Par ailleurs, la Commission prévoit une analyse approfondie des enjeux de protection des données : face aux méthodes de scraping employées pour alimenter et entraîner les outils d’intelligence artificielle (conception des algorithmes) d’une part, et au regard de l’utilisation des données transmises par les utilisateurs eux-mêmes d’autre part (usage des IA).
Définir les règles d’encadrement de l’intelligence artificielle
Second volet du plan d’action de la CNIL : définir les règles d’encadrement de l’intelligence artificielle, en conformité avec le RGPD.
En pratique, l’objectif est double. D’abord, il s’agit d’inciter à l’émergence de modèles vertueux et respectueux des données personnelles. Puis de préparer les fournisseurs de cette industrie à l’arrivée de la loi européenne sur l’IA.
En plus des ressources qu’elle partage déjà, l’instance française entend donc poursuivre ses réflexions. Ceci en vue de formuler des recommandations concrètes sur la conception et l’éthique des outils d’intelligence artificielle, y compris les IA génératives comme ChatGPT.
Bases de données, responsabilité des parties, bonnes pratiques en matière d’entraînement des modèles d’IA, gestion des droits… Ces différents sujets seront analysés par la CNIL et feront l’objet de publications successives dès cet été.
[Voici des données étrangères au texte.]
//! Bounded retry over a caller-supplied delay schedule.
//!
//! [`retry`] runs an operation once and then once more after each delay in
//! the schedule. There is no jitter and no cap other than the schedule
//! length; [`RetryPolicy`] is a convenience for building common schedules.

use std::sync::Arc;
use std::thread;
use std::time::Duration;

use serde::{Deserialize, Serialize};

use batchline_core::{Attributes, ConsumerError, ConsumerResult};
use batchline_observability::{Logger, NoopLogger};
use batchline_transport::{DeadLetterHandler, RetryTransport};

/// Every attempt failed; carries the last error.
#[derive(Debug, thiserror::Error)]
#[error("operation failed after {attempts} attempts: {last}")]
pub struct RetryError<E> {
    pub attempts: usize,
    pub last: E,
}

impl<E> RetryError<E> {
    pub fn into_inner(self) -> E {
        self.last
    }
}

/// Run `operation`, retrying after each of `delays` until it succeeds.
///
/// At most `delays.len() + 1` attempts are made.
pub fn retry<T, E, F>(delays: &[Duration], operation: F) -> Result<T, RetryError<E>>
where
    F: FnMut() -> Result<T, E>,
{
    retry_with(delays, operation, |_, _, _| {})
}

/// Like [`retry`], calling `on_failure(attempt, &error, next_delay)` before
/// each sleep.
pub fn retry_with<T, E, F, N>(
    delays: &[Duration],
    mut operation: F,
    mut on_failure: N,
) -> Result<T, RetryError<E>>
where
    F: FnMut() -> Result<T, E>,
    N: FnMut(usize, &E, Duration),
{
    let mut attempts = 0;
    loop {
        attempts += 1;
        match operation() {
            Ok(value) => return Ok(value),
            Err(err) => match delays.get(attempts - 1) {
                Some(&delay) => {
                    on_failure(attempts, &err, delay);
                    thread::sleep(delay);
                }
                None => {
                    return Err(RetryError {
                        attempts,
                        last: err,
                    });
                }
            },
        }
    }
}

/// Backoff strategy for building delay schedules.
#[derive(Debug, Clone, Copy, PartialEq, Eq, Default, Serialize, Deserialize)]
#[serde(rename_all = "snake_case")]
pub enum BackoffStrategy {
    /// Fixed delay between retries
    #[default]
    Fixed,
    /// Linear backoff: base * attempt
    Linear,
    /// Exponential backoff: base * 2^(attempt - 1)
    Exponential,
}

#[derive(Debug, Clone, PartialEq, Eq, Serialize, Deserialize)]
pub struct RetryPolicy {
    /// Maximum number of retries after the first attempt (0 = no retries)
    pub max_attempts: u32,
    pub base_delay: Duration,
    /// Cap applied to every computed delay
    pub max_delay: Duration,
    pub strategy: BackoffStrategy,
}

impl Default for RetryPolicy {
    fn default() -> Self {
        Self {
            max_attempts: 3,
            base_delay: Duration::from_millis(100),
            max_delay: Duration::from_secs(10),
            strategy: BackoffStrategy::Exponential,
        }
    }
}

impl RetryPolicy {
    pub fn no_retry() -> Self {
        Self {
            max_attempts: 0,
            ..Default::default()
        }
    }

    pub fn fixed(max_attempts: u32, delay: Duration) -> Self {
        Self {
            max_attempts,
            base_delay: delay,
            max_delay: delay,
            strategy: BackoffStrategy::Fixed,
        }
    }

    pub fn linear(max_attempts: u32, base_delay: Duration, max_delay: Duration) -> Self {
        Self {
            max_attempts,
            base_delay,
            max_delay,
            strategy: BackoffStrategy::Linear,
        }
    }

    pub fn exponential(max_attempts: u32, base_delay: Duration, max_delay: Duration) -> Self {
        Self {
            max_attempts,
            base_delay,
            max_delay,
            strategy: BackoffStrategy::Exponential,
        }
    }

    /// Delay before retry number `attempt` (1-indexed).
    pub fn delay_for_attempt(&self, attempt: u32) -> Duration {
        if attempt == 0 {
            return Duration::ZERO;
        }

        let delay = match self.strategy {
            BackoffStrategy::Fixed => self.base_delay,
            BackoffStrategy::Linear => self.base_delay.saturating_mul(attempt),
            BackoffStrategy::Exponential => {
                let factor = 2u32.checked_pow(attempt - 1).unwrap_or(u32::MAX);
                self.base_delay.saturating_mul(factor)
            }
        };

        delay.min(self.max_delay)
    }

    /// The full delay schedule for [`retry`].
    pub fn schedule(&self) -> Vec<Duration> {
        (1..=self.max_attempts)
            .map(|attempt| self.delay_for_attempt(attempt))
            .collect()
    }

    pub fn run<T, E, F>(&self, operation: F) -> Result<T, RetryError<E>>
    where
        F: FnMut() -> Result<T, E>,
    {
        retry(&self.schedule(), operation)
    }
}

/// Retries the publish call of a sink over a fixed schedule.
///
/// This is connection-level resilience for the sink itself. The per-message
/// retry cycle (resubmit with an incremented counter) is unaffected.
pub struct Retrying<S> {
    inner: S,
    delays: Vec<Duration>,
    logger: Arc<dyn Logger>,
}

impl<S> Retrying<S> {
    pub fn new(inner: S, policy: &RetryPolicy) -> Self {
        Self::with_schedule(inner, policy.schedule())
    }

    pub fn with_schedule(inner: S, delays: Vec<Duration>) -> Self {
        Self {
            inner,
            delays,
            logger: Arc::new(NoopLogger),
        }
    }

    pub fn with_logger(mut self, logger: Arc<dyn Logger>) -> Self {
        self.logger = logger;
        self
    }

    pub fn inner(&self) -> &S {
        &self.inner
    }

    fn attempt<F>(&self, what: &str, call: F) -> ConsumerResult<()>
    where
        F: FnMut() -> ConsumerResult<()>,
    {
        retry_with(&self.delays, call, |attempt, err: &ConsumerError, delay| {
            self.logger.warn(format_args!(
                "{what} attempt {attempt} failed: {err}; retrying in {delay:?}"
            ));
        })
        .map_err(|e| ConsumerError::transport(e.to_string()))
    }
}

impl<S: RetryTransport> RetryTransport for Retrying<S> {
    fn resubmit(&self, data: &[u8], attributes: &Attributes) -> ConsumerResult<()> {
        self.attempt("resubmit", || self.inner.resubmit(data, attributes))
    }
}

impl<S: DeadLetterHandler> DeadLetterHandler for Retrying<S> {
    fn dead_letter(&self, data: &[u8], attributes: &Attributes) -> ConsumerResult<()> {
        self.attempt("dead-letter", || self.inner.dead_letter(data, attributes))
    }
}

#[cfg(test)]
mod tests {
    use super::*;
    use std::sync::atomic::{AtomicUsize, Ordering};

    use batchline_observability::{LogLevel, MemoryLogger};

    const TINY: Duration = Duration::from_millis(1);

    #[test]
    fn succeeds_without_retrying() {
        let mut calls = 0;
        let result: Result<u32, RetryError<&str>> = retry(&[TINY, TINY], || {
            calls += 1;
            Ok(7)
        });

        assert_eq!(result.unwrap(), 7);
        assert_eq!(calls, 1);
    }

    #[test]
    fn retries_until_success() {
        let mut calls = 0;
        let result = retry(&[TINY, TINY, TINY], || {
            calls += 1;
            if calls < 3 { Err("not yet") } else { Ok(calls) }
        });

        assert_eq!(result.unwrap(), 3);
    }

    #[test]
    fn exhausted_schedule_reports_attempts_and_last_error() {
        let mut calls = 0;
        let err = retry(&[TINY, TINY], || -> Result<(), String> {
            calls += 1;
            Err(format!("failure {calls}"))
        })
        .unwrap_err();

        assert_eq!(err.attempts, 3);
        assert_eq!(err.last, "failure 3");
        assert_eq!(err.to_string(), "operation failed after 3 attempts: failure 3");
    }

    #[test]
    fn empty_schedule_means_single_attempt() {
        let err = retry(&[], || -> Result<(), &str> { Err("nope") }).unwrap_err();
        assert_eq!(err.attempts, 1);
    }

    #[test]
    fn on_failure_sees_each_delay() {
        let delays = [Duration::from_millis(1), Duration::from_millis(2)];
        let mut seen = Vec::new();
        let _ = retry_with(
            &delays,
            || -> Result<(), ()> { Err(()) },
            |attempt, _, delay| seen.push((attempt, delay)),
        );

        assert_eq!(seen, vec![(1, delays[0]), (2, delays[1])]);
    }

    #[test]
    fn exponential_schedule_is_capped() {
        let policy =
            RetryPolicy::exponential(5, Duration::from_millis(100), Duration::from_millis(500));

        assert_eq!(
            policy.schedule(),
            vec![
                Duration::from_millis(100),
                Duration::from_millis(200),
                Duration::from_millis(400),
                Duration::from_millis(500),
                Duration::from_millis(500),
            ]
        );
    }

    #[test]
    fn linear_and_fixed_schedules() {
        let linear = RetryPolicy::linear(3, Duration::from_millis(100), Duration::from_secs(10));
        assert_eq!(
            linear.schedule(),
            vec![
                Duration::from_millis(100),
                Duration::from_millis(200),
                Duration::from_millis(300),
            ]
        );

        let fixed = RetryPolicy::fixed(2, Duration::from_millis(50));
        assert_eq!(fixed.schedule(), vec![Duration::from_millis(50); 2]);
        assert!(RetryPolicy::no_retry().schedule().is_empty());
    }

    #[test]
    fn retrying_sink_recovers_from_transient_failures() {
        let calls = AtomicUsize::new(0);
        let flaky = |_: &[u8], _: &Attributes| -> ConsumerResult<()> {
            if calls.fetch_add(1, Ordering::SeqCst) < 2 {
                Err(ConsumerError::transport("connection reset"))
            } else {
                Ok(())
            }
        };
        let logger = Arc::new(MemoryLogger::new());
        let sink = Retrying::with_schedule(flaky, vec![TINY; 3]).with_logger(logger.clone());

        assert!(sink.resubmit(b"x", &Attributes::new()).is_ok());
        assert_eq!(calls.load(Ordering::SeqCst), 3);
        assert_eq!(logger.at(LogLevel::Warn).len(), 2);
    }

    #[test]
    fn retrying_sink_gives_up_after_schedule() {
        let always_down =
            |_: &[u8], _: &Attributes| -> ConsumerResult<()> { Err(ConsumerError::transport("down")) };
        let sink = Retrying::with_schedule(always_down, vec![TINY]);

        let err = DeadLetterHandler::dead_letter(&sink, b"x", &Attributes::new()).unwrap_err();
        assert!(matches!(err, ConsumerError::Transport(msg) if msg.contains("after 2 attempts")));
    }
}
Encourager la recherche et le développement de l’IA sur le territoire
Le développement d’un écosystème d’intelligence artificielle, français et européen, est une autre ambition de la CNIL. En ce sens, elle souhaite fédérer, accompagner et soutenir les entreprises de l’IA.
Ainsi, elle annonce par exemple préparer un appel à projets sur l’IA au sein du secteur public par le biais de son dispositif « bac à sable ». Tout comme elle l’a déjà fait lors d’éditions précédentes dans les domaines de la EdTech (2022) et de la santé (2021).
Le régulateur précise par ailleurs sa volonté de travailler en synergie avec les différents acteurs de l’IA (entreprises innovantes, équipes de recherche & développement…).
Le but étant de trouver le juste équilibre. Pour que ces acteurs s’engagent dans la conception et l’innovation d’outils dignes de confiance et conformes au RGPD. Sans que les règles ne représentent un frein à l’innovation française et européenne.
Contrôler les outils d’intelligence artificielle
En plus du sujet (épineux) de la vidéosurveillance « augmentée », la CNIL précise que des actions d’audit et de contrôle seront déployées sur les systèmes d’intelligence artificielle.
À ce titre, la Commission se penchera par exemple sur l’usage de l’IA pour la lutte contre la fraude. Ainsi que sur l’instruction des plaintes déposées, à l’encontre d’OpenAI notamment.
D’une manière plus générale, elle prévient qu’une attention particulière sera portée au respect des obligations en matière de protection des données. Cela signifie que l’instance administrative vérifiera, entre autres :
- la réalisation d’une AIPD visant à démontrer la conformité du traitement des données (obligatoire dans le cas d’un risque élevé pour les droits et libertés des individus) ;
- les mesures prises pour informer les personnes ;
- les dispositions d’exercices des droits.
Une réglementation des systèmes d’IA essentielle à la protection des données
Santé, transport, industrie 4.0, monde du travail… Les programmes d’intelligence artificielle constituent un avantage stratégique en matière de performance économique, mais aussi de bien-être sociétal. Il n’empêche qu’en l’absence d’une législation claire, leur usage des données inquiète.
C’est d’ailleurs pour cela que l’Italie a suspendu temporairement l’accès à ChatGPT sur son territoire un peu plus tôt dans l’année.
En réalité, selon le Laboratoire d’innovation numérique de la CNIL (LINC), le RGPD est un outil pertinent et applicable à l’IA. Le projet européen de réglementation sur l’intelligence artificielle, actuellement en discussion, servira alors à préciser et renforcer les dispositions existantes en matière de protection des données personnelles.
Avec son plan d’action, la CNIL anticipe et prend les devants. Pour préparer les citoyens, entreprises et acteurs de l’IA à l’avènement d’intelligences artificielles sûres, transparentes, traçables, non discriminatoires et respectueuses de l’environnement.